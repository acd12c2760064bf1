use crate::errors::{EnhancerError, EnhancerResult};
use crate::services::report_parser;
use crate::services::request_builder::RequestBuilder;
use crate::services::validator::{self, ValidationOutcome};
use crate::structs::analysis_request::AnalysisOptions;
use crate::structs::analysis_result::AnalysisResult;
use crate::structs::config::analysis_config::AnalysisConfig;
use crate::traits::analysis_executor::AnalysisExecutor;
use std::collections::HashMap;
use std::path::{Path, PathBuf};
use std::sync::{Arc, Mutex};
use std::time::Duration;
use tokio::sync::{mpsc, watch};
use tokio::task::JoinHandle;

/// Scheduling knobs, carried explicitly so the pipeline is testable without
/// a live configuration store.
#[derive(Debug, Clone)]
pub struct SchedulerConfig {
    pub debounce: Duration,
    pub run_timeout: Duration,
    pub model: Option<String>,
    pub options: AnalysisOptions,
}

/// What the scheduler hands to the presentation layer. Superseded runs emit
/// nothing: their results are dropped silently by policy.
#[derive(Debug)]
pub enum AnalysisEvent {
    Completed {
        target: PathBuf,
        generation: u64,
        result: AnalysisResult,
    },
    Failed {
        target: PathBuf,
        generation: u64,
        error: EnhancerError,
    },
}

/// Per-target bookkeeping. `generation` is bumped when a run starts; a
/// completed run's result is surfaced only if its captured generation still
/// equals the latest one (last-writer-wins, no merging).
struct TargetState {
    generation: u64,
    pending_epoch: u64,
    pending: Option<JoinHandle<()>>,
    cancel: Option<watch::Sender<bool>>,
    content: Arc<Vec<u8>>,
}

impl TargetState {
    fn new() -> Self {
        Self {
            generation: 0,
            pending_epoch: 0,
            pending: None,
            cancel: None,
            content: Arc::new(Vec::new()),
        }
    }
}

/// Coalesces a burst of edit events per target into a single analysis run
/// and guarantees a stale result never overwrites a newer one.
///
/// State machine per target: Idle → Pending(timer) → Running → Idle.
/// Edits (re)arm the debounce timer from any state; `analyze_now` bypasses
/// the delay. When a new generation starts, the superseded in-flight run is
/// told to cancel and its process terminated; the generation check at
/// completion remains the authoritative guard either way.
pub struct AnalysisScheduler {
    inner: Arc<SchedulerInner>,
}

struct SchedulerInner {
    config: SchedulerConfig,
    analysis: AnalysisConfig,
    builder: RequestBuilder,
    executor: Arc<dyn AnalysisExecutor>,
    targets: Mutex<HashMap<PathBuf, TargetState>>,
    events: mpsc::UnboundedSender<AnalysisEvent>,
}

impl AnalysisScheduler {
    pub fn new(
        config: SchedulerConfig,
        analysis: AnalysisConfig,
        builder: RequestBuilder,
        executor: Arc<dyn AnalysisExecutor>,
    ) -> (Self, mpsc::UnboundedReceiver<AnalysisEvent>) {
        let (events, receiver) = mpsc::unbounded_channel();
        let scheduler = Self {
            inner: Arc::new(SchedulerInner {
                config,
                analysis,
                builder,
                executor,
                targets: Mutex::new(HashMap::new()),
                events,
            }),
        };
        (scheduler, receiver)
    }

    /// An edit arrived: (re)arm the target's debounce timer. If a run is in
    /// flight it keeps going; the timer schedules the follow-up pass, so the
    /// edit is never lost.
    pub fn notify_edit(&self, target: &Path, content: Vec<u8>) {
        let inner = Arc::clone(&self.inner);
        let target = target.to_path_buf();

        let mut targets = inner.targets.lock().expect("scheduler state poisoned");
        let state = targets
            .entry(target.clone())
            .or_insert_with(TargetState::new);

        state.content = Arc::new(content);
        if let Some(timer) = state.pending.take() {
            timer.abort();
        }
        state.pending_epoch += 1;
        let epoch = state.pending_epoch;
        let debounce = inner.config.debounce;

        let timer_inner = Arc::clone(&inner);
        let timer_target = target.clone();
        state.pending = Some(tokio::spawn(async move {
            tokio::time::sleep(debounce).await;
            SchedulerInner::timer_fired(timer_inner, timer_target, epoch);
        }));
    }

    /// Save or explicit "analyze now": skip the quiet period and start a
    /// fresh generation immediately, from any state.
    pub fn analyze_now(&self, target: &Path, content: Vec<u8>) {
        let inner = Arc::clone(&self.inner);
        let target = target.to_path_buf();

        {
            let mut targets = inner.targets.lock().expect("scheduler state poisoned");
            let state = targets
                .entry(target.clone())
                .or_insert_with(TargetState::new);
            state.content = Arc::new(content);
            if let Some(timer) = state.pending.take() {
                timer.abort();
            }
            state.pending_epoch += 1;
        }

        SchedulerInner::start_run(inner, target);
    }

    /// Latest started generation for a target; 0 when none ran yet.
    pub fn current_generation(&self, target: &Path) -> u64 {
        self.inner
            .targets
            .lock()
            .expect("scheduler state poisoned")
            .get(target)
            .map(|s| s.generation)
            .unwrap_or(0)
    }
}

impl SchedulerInner {
    fn timer_fired(inner: Arc<Self>, target: PathBuf, epoch: u64) {
        {
            let mut targets = inner.targets.lock().expect("scheduler state poisoned");
            let Some(state) = targets.get_mut(&target) else {
                return;
            };
            // A newer edit or an analyze_now re-armed things after this
            // timer was snapshot; stand down.
            if state.pending_epoch != epoch {
                return;
            }
            state.pending = None;
        }
        Self::start_run(inner, target);
    }

    fn start_run(inner: Arc<Self>, target: PathBuf) {
        let (generation, content, cancel_rx) = {
            let mut targets = inner.targets.lock().expect("scheduler state poisoned");
            let state = targets
                .entry(target.clone())
                .or_insert_with(TargetState::new);

            state.generation += 1;

            // The previous run, if any, can no longer win: tell it to stop.
            if let Some(previous) = state.cancel.take() {
                let _ = previous.send(true);
            }

            let (cancel_tx, cancel_rx) = watch::channel(false);
            state.cancel = Some(cancel_tx);

            (state.generation, Arc::clone(&state.content), cancel_rx)
        };

        // Fail fast: validation and request building happen before any
        // process is spawned.
        let outcome = validator::validate(&target, &content, &inner.analysis);
        if let ValidationOutcome::Rejected(reason) = outcome {
            inner.emit_failure(
                &target,
                generation,
                EnhancerError::validation(&target.to_string_lossy(), reason),
            );
            return;
        }

        let request = match inner.builder.build(
            &target,
            &content,
            inner.config.model.as_deref(),
            inner.config.options,
        ) {
            Ok(request) => request,
            Err(e) => {
                inner.emit_failure(&target, generation, e);
                return;
            }
        };

        let run_inner = Arc::clone(&inner);
        tokio::spawn(async move {
            let timeout = run_inner.config.run_timeout;
            let outcome = run_inner.executor.execute(&request, timeout, cancel_rx).await;

            // Request (and with it the scratch artifact) dies here, on every
            // path out of the run.
            let target = request.target.clone();
            drop(request);

            let is_latest = {
                let mut targets = run_inner.targets.lock().expect("scheduler state poisoned");
                match targets.get_mut(&target) {
                    Some(state) if state.generation == generation => {
                        state.cancel = None;
                        true
                    }
                    _ => false,
                }
            };

            if !is_latest {
                log::debug!(
                    "🗑️ discarding superseded result for {} (generation {})",
                    target.display(),
                    generation
                );
                return;
            }

            run_inner.finish_run(&target, generation, outcome, timeout);
        });
    }

    fn finish_run(
        &self,
        target: &Path,
        generation: u64,
        outcome: EnhancerResult<crate::structs::run_outcome::RunOutcome>,
        timeout: Duration,
    ) {
        use crate::structs::run_outcome::RunOutcome;

        match outcome {
            Ok(RunOutcome::Completed { stdout, .. }) => {
                let result = report_parser::parse(&stdout, &target.to_string_lossy());
                let _ = self.events.send(AnalysisEvent::Completed {
                    target: target.to_path_buf(),
                    generation,
                    result,
                });
            }
            Ok(RunOutcome::Failed { exit_code, stderr }) => {
                self.emit_failure(
                    target,
                    generation,
                    EnhancerError::analysis_failed(&target.to_string_lossy(), exit_code, &stderr),
                );
            }
            Ok(RunOutcome::TimedOut) => {
                self.emit_failure(
                    target,
                    generation,
                    EnhancerError::timeout(&target.to_string_lossy(), timeout.as_millis() as u64),
                );
            }
            Ok(RunOutcome::Cancelled) => {
                // Only reachable in a shutdown race; superseded runs already
                // failed the generation check. Nothing to report.
                log::debug!("🛑 cancelled run for {} reached completion", target.display());
            }
            Err(e) => {
                self.emit_failure(target, generation, e);
            }
        }
    }

    fn emit_failure(&self, target: &Path, generation: u64, error: EnhancerError) {
        let _ = self.events.send(AnalysisEvent::Failed {
            target: target.to_path_buf(),
            generation,
            error,
        });
    }
}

=-=-=

> Task prompt
Wherever "AnalysisScheduler" appears in the listing, report the line it is on.

> Result of this task
pub struct AnalysisScheduler {
impl AnalysisScheduler {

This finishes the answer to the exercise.